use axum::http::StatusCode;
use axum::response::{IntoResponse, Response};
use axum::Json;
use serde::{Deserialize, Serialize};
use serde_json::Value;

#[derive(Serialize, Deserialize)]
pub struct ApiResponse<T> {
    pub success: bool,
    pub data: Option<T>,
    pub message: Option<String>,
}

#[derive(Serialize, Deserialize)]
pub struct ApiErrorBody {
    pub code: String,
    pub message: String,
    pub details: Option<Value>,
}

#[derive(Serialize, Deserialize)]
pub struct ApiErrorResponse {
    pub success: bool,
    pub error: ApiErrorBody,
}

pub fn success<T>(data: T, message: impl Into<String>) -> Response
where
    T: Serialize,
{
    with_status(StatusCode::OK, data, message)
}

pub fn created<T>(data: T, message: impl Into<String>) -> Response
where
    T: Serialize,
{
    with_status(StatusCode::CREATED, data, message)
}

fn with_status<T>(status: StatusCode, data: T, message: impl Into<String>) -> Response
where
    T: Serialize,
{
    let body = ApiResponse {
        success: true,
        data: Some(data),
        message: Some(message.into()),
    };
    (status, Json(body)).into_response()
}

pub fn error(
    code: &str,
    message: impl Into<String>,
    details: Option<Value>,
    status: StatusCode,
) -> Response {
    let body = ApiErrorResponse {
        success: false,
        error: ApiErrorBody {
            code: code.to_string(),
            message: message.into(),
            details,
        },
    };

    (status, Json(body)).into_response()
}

★ ★ ★ ★ ★

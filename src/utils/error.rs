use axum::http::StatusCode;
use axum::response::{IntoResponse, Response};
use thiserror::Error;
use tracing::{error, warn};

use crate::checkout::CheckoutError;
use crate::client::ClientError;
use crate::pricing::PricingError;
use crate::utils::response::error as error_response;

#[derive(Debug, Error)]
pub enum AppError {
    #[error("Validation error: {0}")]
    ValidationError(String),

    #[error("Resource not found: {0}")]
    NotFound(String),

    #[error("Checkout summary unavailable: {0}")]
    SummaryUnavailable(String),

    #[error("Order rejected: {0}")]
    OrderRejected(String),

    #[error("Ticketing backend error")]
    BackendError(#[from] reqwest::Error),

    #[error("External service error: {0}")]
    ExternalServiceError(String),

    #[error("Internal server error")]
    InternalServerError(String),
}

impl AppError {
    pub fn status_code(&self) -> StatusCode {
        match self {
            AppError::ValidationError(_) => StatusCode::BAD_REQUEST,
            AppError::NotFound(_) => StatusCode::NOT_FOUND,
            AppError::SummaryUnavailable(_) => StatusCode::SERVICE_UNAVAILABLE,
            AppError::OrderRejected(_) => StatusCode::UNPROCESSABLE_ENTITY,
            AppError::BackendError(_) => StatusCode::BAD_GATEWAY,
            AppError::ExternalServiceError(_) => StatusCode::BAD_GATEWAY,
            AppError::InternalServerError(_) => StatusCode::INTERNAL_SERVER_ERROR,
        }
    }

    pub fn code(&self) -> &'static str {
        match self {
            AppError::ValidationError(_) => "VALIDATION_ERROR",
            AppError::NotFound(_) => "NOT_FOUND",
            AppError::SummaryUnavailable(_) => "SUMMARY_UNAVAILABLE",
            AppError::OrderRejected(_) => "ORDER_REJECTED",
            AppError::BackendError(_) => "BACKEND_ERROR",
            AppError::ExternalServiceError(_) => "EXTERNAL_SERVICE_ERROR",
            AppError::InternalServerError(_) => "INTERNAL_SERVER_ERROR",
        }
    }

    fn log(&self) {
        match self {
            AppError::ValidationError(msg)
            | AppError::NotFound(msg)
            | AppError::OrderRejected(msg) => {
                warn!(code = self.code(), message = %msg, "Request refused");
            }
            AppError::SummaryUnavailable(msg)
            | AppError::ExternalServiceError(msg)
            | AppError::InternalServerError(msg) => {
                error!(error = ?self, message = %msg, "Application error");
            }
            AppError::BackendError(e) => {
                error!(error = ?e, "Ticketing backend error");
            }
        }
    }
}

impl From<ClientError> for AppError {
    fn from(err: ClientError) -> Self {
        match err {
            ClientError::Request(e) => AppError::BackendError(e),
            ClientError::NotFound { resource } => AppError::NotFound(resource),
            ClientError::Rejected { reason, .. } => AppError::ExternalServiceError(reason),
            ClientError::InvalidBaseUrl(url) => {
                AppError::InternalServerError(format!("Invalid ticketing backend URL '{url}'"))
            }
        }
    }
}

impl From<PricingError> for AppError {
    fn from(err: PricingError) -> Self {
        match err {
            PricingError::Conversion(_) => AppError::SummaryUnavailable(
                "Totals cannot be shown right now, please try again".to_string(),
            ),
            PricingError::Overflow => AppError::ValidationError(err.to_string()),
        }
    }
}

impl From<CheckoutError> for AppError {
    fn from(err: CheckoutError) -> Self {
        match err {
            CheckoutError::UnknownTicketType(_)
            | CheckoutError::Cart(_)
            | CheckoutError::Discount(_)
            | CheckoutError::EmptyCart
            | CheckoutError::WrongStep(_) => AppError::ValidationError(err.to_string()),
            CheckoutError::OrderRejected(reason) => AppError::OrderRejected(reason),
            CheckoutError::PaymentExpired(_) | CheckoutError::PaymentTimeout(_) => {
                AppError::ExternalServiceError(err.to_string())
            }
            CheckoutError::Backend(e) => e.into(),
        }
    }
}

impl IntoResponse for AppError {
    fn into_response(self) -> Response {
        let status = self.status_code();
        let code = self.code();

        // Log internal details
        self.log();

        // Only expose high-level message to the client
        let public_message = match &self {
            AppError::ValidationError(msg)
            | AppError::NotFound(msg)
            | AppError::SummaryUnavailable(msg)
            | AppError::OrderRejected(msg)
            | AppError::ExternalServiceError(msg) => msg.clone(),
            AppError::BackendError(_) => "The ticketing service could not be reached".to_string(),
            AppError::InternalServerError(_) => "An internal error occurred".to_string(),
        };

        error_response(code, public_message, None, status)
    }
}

★ ★ ★ ★ ★

§ **EXERCISE INSTRUCTIONS**
Copy out every line of the data that includes "reason".

§ **OUTPUT OF THE TASK**
            ClientError::Rejected { reason, .. } => AppError::ExternalServiceError(reason),
            CheckoutError::OrderRejected(reason) => AppError::OrderRejected(reason),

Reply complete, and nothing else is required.